В половине третьего он появился еще раз в гетто и вызвал руководителей общины к воротам […] Сразу после этого Эрлих созвал еще раз все еврейское население в общину.
Люди начали заполнять эти проклятые помещения. Их движения уже не были нормальными, а выглядели нервными и торопливыми. Их бледные лица были отмечены печатью страха, их глаза, потускневшие, безо всякого блеска, или сердитые, угрожающе горящие, – весь печальный человеческий хаос. […] И только беспокойно бьющиеся сердца объединяют эту возбужденную толпу. […] стоят в напряженной тишине и их сердца […] стучат в ускоренном ритме […] Они стоят и слушают (объяснения) Эрлиха.

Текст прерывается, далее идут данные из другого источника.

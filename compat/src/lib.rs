//! Store compatibility classification.
//!
//! Given a candidate [`ObjectModel`](store_model_core::ObjectModel) and an
//! existing store, [`CompatibilityClassifier`] answers one of:
//!
//! - [`CompatibilityVerdict::Compatible`] — the store's metadata matches the
//!   model, it opens as is.
//! - [`CompatibilityVerdict::MigratableWithGeneratedMapping`] — the store's
//!   cached model differs, but a mapping can be inferred.
//! - [`CompatibilityVerdict::Incompatible`] — no mapping can be inferred; the
//!   verdict carries every blocking change.
//!
//! Each step goes through a trait ([`MetadataSource`], [`MetadataComparator`],
//! [`ModelSource`] and [`MappingInference`]) and can be replaced.
//!
//! # Quick start
//!
//! ```no_run
//! use std::path::Path;
//! use store_model_compat::{ClassifierConfig, CompatibilityClassifier};
//! use store_model_core::ObjectModel;
//!
//! let config = ClassifierConfig::load("classifier.yml").unwrap();
//! let classifier = CompatibilityClassifier::from_config(&config);
//! let verdict = classifier
//!     .classify(&ObjectModel::new(), None, Path::new("Model.sqlite"), None)
//!     .unwrap();
//! println!("{verdict:?}");
//! ```

mod classifier;
mod collaborators;
mod config;
mod error;

pub use classifier::{CompatibilityClassifier, CompatibilityVerdict};
pub use collaborators::{
    LightweightInference, MappingInference, MetadataComparator, MetadataSource, ModelSource,
    VersionHashComparator,
};
pub use config::ClassifierConfig;
pub use error::{ClassifyError, ConfigError, Result};
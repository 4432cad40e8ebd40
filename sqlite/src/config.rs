//! Extractor configuration.
//!
//! Serializable settings that control how the model cache is read and
//! inflated. The cache layout itself is fixed; only the policy around it is
//! configurable.
//!
//! # Example YAML
//!
//! ```yaml
//! row_policy: strict
//! max_inflated_bytes: 67108864
//! ```

use serde::{Deserialize, Serialize};

/// Upper bound on the size of an inflated model archive (64 MiB).
pub const DEFAULT_MAX_INFLATED_BYTES: u64 = 64 * 1024 * 1024;

/// What to do when the model cache table holds more than one row.
///
/// # Examples
///
/// ```
/// use store_model_sqlite::CacheRowPolicy;
///
/// assert_eq!(CacheRowPolicy::default(), CacheRowPolicy::Strict);
/// ```
#[derive(Debug, Clone, Copy, PartialEq, Eq, Serialize, Deserialize, Default)]
#[serde(rename_all = "snake_case")]
pub enum CacheRowPolicy {
    /// Fail with [`AmbiguousCacheRows`](crate::ExtractError::AmbiguousCacheRows).
    #[default]
    Strict,
    /// Use the first row in table order and ignore the rest.
    FirstRow,
}

/// Settings for [`StoreModelExtractor`](crate::StoreModelExtractor).
#[derive(Debug, Clone, PartialEq, Eq, Serialize, Deserialize)]
pub struct ExtractorConfig {
    /// Handling of a cache table with several rows.
    #[serde(default)]
    pub row_policy: CacheRowPolicy,
    /// Inflation stops with an error past this many bytes.
    #[serde(default = "default_max_inflated_bytes")]
    pub max_inflated_bytes: u64,
}

fn default_max_inflated_bytes() -> u64 {
    DEFAULT_MAX_INFLATED_BYTES
}

impl Default for ExtractorConfig {
    fn default() -> Self {
        Self {
            row_policy: CacheRowPolicy::default(),
            max_inflated_bytes: DEFAULT_MAX_INFLATED_BYTES,
        }
    }
}
//! Reading the raw model cache blob.
//!
//! [`CacheBlobReader`] is the narrow seam between the extractor and the
//! database: it turns a store path into the compressed cache bytes and
//! nothing more. [`SqliteCacheReader`] is the real implementation; tests can
//! substitute synthetic byte streams.

use std::path::Path;
use std::time::Duration;

use rusqlite::types::ValueRef;
use rusqlite::{Connection, OpenFlags};
use tracing::{debug, warn};

use crate::config::CacheRowPolicy;
use crate::error::{ExtractError, Result, sqlite_code};
use crate::schema::model_cache_query;

/// Source of the compressed model cache blob for a store.
pub trait CacheBlobReader {
    /// Reads the raw cache blob of the store at `path`.
    ///
    /// Implementations must release every resource they acquire before
    /// returning, on success and on failure alike.
    fn read_cache_blob(&self, path: &Path) -> Result<Vec<u8>>;
}

/// Opens `path` read-only and forces SQLite to read the file header.
///
/// SQLite opens lazily, so a file that exists but is not a database would
/// otherwise only fail at the first query. `busy_timeout` replaces rusqlite's
/// default busy handler before that first read; `Duration::ZERO` makes a
/// locked store fail with `SQLITE_BUSY` at once.
pub(crate) fn open_read_only(path: &Path, busy_timeout: Duration) -> rusqlite::Result<Connection> {
    let conn = Connection::open_with_flags(
        path,
        OpenFlags::SQLITE_OPEN_READ_ONLY | OpenFlags::SQLITE_OPEN_NO_MUTEX,
    )?;
    conn.busy_timeout(busy_timeout)?;
    conn.query_row("PRAGMA schema_version", [], |row| row.get::<_, i64>(0))?;
    Ok(conn)
}

/// Closes `conn`, logging rather than failing if SQLite refuses.
pub(crate) fn close_quietly(conn: Connection, path: &Path) {
    if let Err((_, err)) = conn.close() {
        warn!(path = %path.display(), error = %err, "failed to close store cleanly");
    }
}

/// [`CacheBlobReader`] backed by a read-only rusqlite connection.
///
/// # Examples
///
/// ```no_run
/// use std::path::Path;
/// use store_model_sqlite::{CacheBlobReader, CacheRowPolicy, SqliteCacheReader};
///
/// let reader = SqliteCacheReader::new(CacheRowPolicy::Strict);
/// let blob = reader.read_cache_blob(Path::new("Model.sqlite")).unwrap();
/// println!("{} compressed bytes", blob.len());
/// ```
#[derive(Debug, Clone, Copy, Default)]
pub struct SqliteCacheReader {
    row_policy: CacheRowPolicy,
}

impl SqliteCacheReader {
    /// Creates a reader with the given multi-row policy.
    pub fn new(row_policy: CacheRowPolicy) -> Self {
        Self { row_policy }
    }
}

impl CacheBlobReader for SqliteCacheReader {
    fn read_cache_blob(&self, path: &Path) -> Result<Vec<u8>> {
        let conn = open_read_only(path, Duration::ZERO).map_err(|e| {
            debug!(path = %path.display(), error = %e, "store open failed");
            ExtractError::OpenFailed {
                code: sqlite_code(&e),
            }
        })?;

        let blob = query_blob(&conn, self.row_policy);
        close_quietly(conn, path);

        if let Ok(bytes) = &blob {
            debug!(path = %path.display(), bytes = bytes.len(), "read model cache blob");
        }
        blob
    }
}

/// Runs the cache query; the prepared statement is finalized on return.
fn query_blob(conn: &Connection, row_policy: CacheRowPolicy) -> Result<Vec<u8>> {
    let execution_failed = |e: rusqlite::Error| ExtractError::QueryExecutionFailed {
        code: sqlite_code(&e),
    };

    let query = model_cache_query();
    let mut stmt = conn
        .prepare(&query)
        .map_err(|e| ExtractError::QueryPrepareFailed {
            code: sqlite_code(&e),
        })?;
    let mut rows = stmt.query([]).map_err(execution_failed)?;

    let row = rows
        .next()
        .map_err(execution_failed)?
        .ok_or(ExtractError::QueryExecutionFailed {
            code: rusqlite::ffi::SQLITE_DONE,
        })?;

    // A zero-length blob reads back as no blob at all.
    let blob = match row.get_ref(0).map_err(execution_failed)? {
        ValueRef::Blob(bytes) | ValueRef::Text(bytes) if !bytes.is_empty() => Some(bytes.to_vec()),
        _ => None,
    };

    // Row count is checked before the content of the first row.
    if row_policy == CacheRowPolicy::Strict && rows.next().map_err(execution_failed)?.is_some() {
        return Err(ExtractError::AmbiguousCacheRows);
    }

    blob.ok_or(ExtractError::BlobMissing)
}
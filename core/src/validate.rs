//! Object-model validation.
//!
//! Validates structural invariants of an [`ObjectModel`], catching errors
//! such as duplicate entities or properties, dangling relationship
//! destinations, inheritance cycles and configurations that name unknown
//! entities.
//!
//! # Examples
//!
//! ```
//! use store_model_core::*;
//!
//! let model = ObjectModel::new().with_entity(
//!     EntityDescription::new("Note")
//!         .with_attribute(AttributeDescription::required("title", AttributeType::String)),
//! );
//! assert!(validate_model(&model).is_empty());
//!
//! // Invalid: relationship points at an entity the model does not define
//! let bad = ObjectModel::new().with_entity(
//!     EntityDescription::new("Note")
//!         .with_relationship(RelationshipDescription::to_one("folder", "Folder")),
//! );
//! assert!(!validate_model(&bad).is_empty());
//! ```

use std::collections::HashSet;

use thiserror::Error;

use crate::{EntityDescription, ObjectModel};

/// Model validation errors.
#[derive(Debug, Clone, PartialEq, Eq, Error)]
pub enum ValidationError {
    /// Entity name is empty or whitespace-only.
    #[error("entity name cannot be empty")]
    EmptyEntityName,
    /// Two entities share a name.
    #[error("duplicate entity: {0}")]
    DuplicateEntity(String),
    /// Property name is empty or whitespace-only.
    #[error("property name cannot be empty in entity {0}")]
    EmptyPropertyName(String),
    /// Two properties (attributes or relationships) of one entity share a name.
    #[error("duplicate property {property} in entity {entity}")]
    DuplicateProperty { entity: String, property: String },
    /// Relationship destination is not an entity of the model.
    #[error("relationship {entity}.{relationship} points at unknown entity {destination}")]
    UnknownDestination {
        entity: String,
        relationship: String,
        destination: String,
    },
    /// Parent entity is not defined by the model.
    #[error("entity {entity} has unknown parent {parent}")]
    UnknownParent { entity: String, parent: String },
    /// The parent chain loops back on itself.
    #[error("inheritance cycle detected at path: {0}")]
    InheritanceCycle(String),
    /// A configuration lists an entity the model does not define.
    #[error("configuration {configuration} lists unknown entity {entity}")]
    UnknownConfigurationEntity {
        configuration: String,
        entity: String,
    },
}

/// Validates an object model, returning every problem found.
///
/// An empty vector means the model is structurally sound.
pub fn validate_model(model: &ObjectModel) -> Vec<ValidationError> {
    let mut errors = Vec::new();
    let mut seen: HashSet<&str> = HashSet::new();

    for entity in &model.entities {
        let name = entity.name.trim();
        if name.is_empty() {
            errors.push(ValidationError::EmptyEntityName);
            continue;
        }
        if !seen.insert(name) {
            errors.push(ValidationError::DuplicateEntity(name.to_string()));
        }
        errors.extend(validate_properties(entity));
    }

    for entity in &model.entities {
        for relationship in &entity.relationships {
            if model.entity(&relationship.destination).is_none() {
                errors.push(ValidationError::UnknownDestination {
                    entity: entity.name.clone(),
                    relationship: relationship.name.clone(),
                    destination: relationship.destination.clone(),
                });
            }
        }
        if let Some(parent) = &entity.parent {
            if model.entity(parent).is_none() {
                errors.push(ValidationError::UnknownParent {
                    entity: entity.name.clone(),
                    parent: parent.clone(),
                });
            } else if let Some(cycle) = inheritance_cycle(model, entity) {
                errors.push(ValidationError::InheritanceCycle(cycle));
            }
        }
    }

    for (configuration, names) in &model.configurations {
        for name in names {
            if model.entity(name).is_none() {
                errors.push(ValidationError::UnknownConfigurationEntity {
                    configuration: configuration.clone(),
                    entity: name.clone(),
                });
            }
        }
    }

    errors
}

fn validate_properties(entity: &EntityDescription) -> Vec<ValidationError> {
    let mut errors = Vec::new();
    let mut seen = HashSet::new();

    let names = entity
        .attributes
        .iter()
        .map(|a| a.name.as_str())
        .chain(entity.relationships.iter().map(|r| r.name.as_str()));

    for name in names {
        let name = name.trim();
        if name.is_empty() {
            errors.push(ValidationError::EmptyPropertyName(entity.name.clone()));
            continue;
        }
        if !seen.insert(name) {
            errors.push(ValidationError::DuplicateProperty {
                entity: entity.name.clone(),
                property: name.to_string(),
            });
        }
    }

    errors
}

/// Walks the parent chain of `entity`; returns the looping path if any.
fn inheritance_cycle(model: &ObjectModel, entity: &EntityDescription) -> Option<String> {
    let mut path = vec![entity.name.as_str()];
    let mut current = entity;

    while let Some(parent) = current.parent.as_deref() {
        if path.contains(&parent) {
            path.push(parent);
            return Some(path.join(" -> "));
        }
        path.push(parent);
        current = model.entity(parent)?;
    }

    None
}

Штайнмец указал на некоторые недоразумения, о которых он только теперь рассказал […] Работоспособные едут не в Аушвиц, а ближе к Катовицам, на работы в угольных шахтах. Работоспособные мужчины могут взять с собой жен и детей, с которыми они будут проживать вместе […] Будет созвана комиссия […], которая будет определять, кто работоспособен, а кто нет. С собой разрешается взять два костюма, один выходной и один для работы, две пары белья и еще запасную пару белья, пару ботинок или сандалет и чемодан одежды. Не разрешается брать подушки и пуховики […], никакой валюты или ценных вещей. Тот, кто возьмет с собой чтонибудь из запрещенных вещей, рискует собственной головой.
Неработоспособным не разрешалось брать с собой ничего. […], что это произойдет не раньше 18.ХI. Как позже оказалось, это был большой, рафинированный блеф, который должен был сбить с толку работоспособных и сделать невозможным любое сопротивление. Но в первое мгновение он способствовал наступлению относительного покоя, так как, во-первых, у нас появилось еще несколько дней для обдумывания возможностей побега, – фантазеры допускали даже, что еще возможно что-то придумать, чтобы сделать выселение невозможным, – а во-вторых, семьи должны были ехать вместе!
Сразу возникли две партии с разными мнениями: первые наивно верили в обещанный отъезд и обосновывали это тем, что он для них […] – для чего же им тогда обманывать, ведь немцы уже и так показали себя по отношению к евреям достаточно жестокими. Другие считали, что первое объяснение Штайнмеца более правдоподобно, и обосновывали это тем, что и бургомистр сказал то же самое и что подобным же образом евреев вывезли из Легионова12 и, наверное, убили. Не может быть, чтобы существовал такой большой лагерь и никто не подавал оттуда даже малейших признаков жизни. Ведь невозможно пройти мимо кладбища и не заметить его.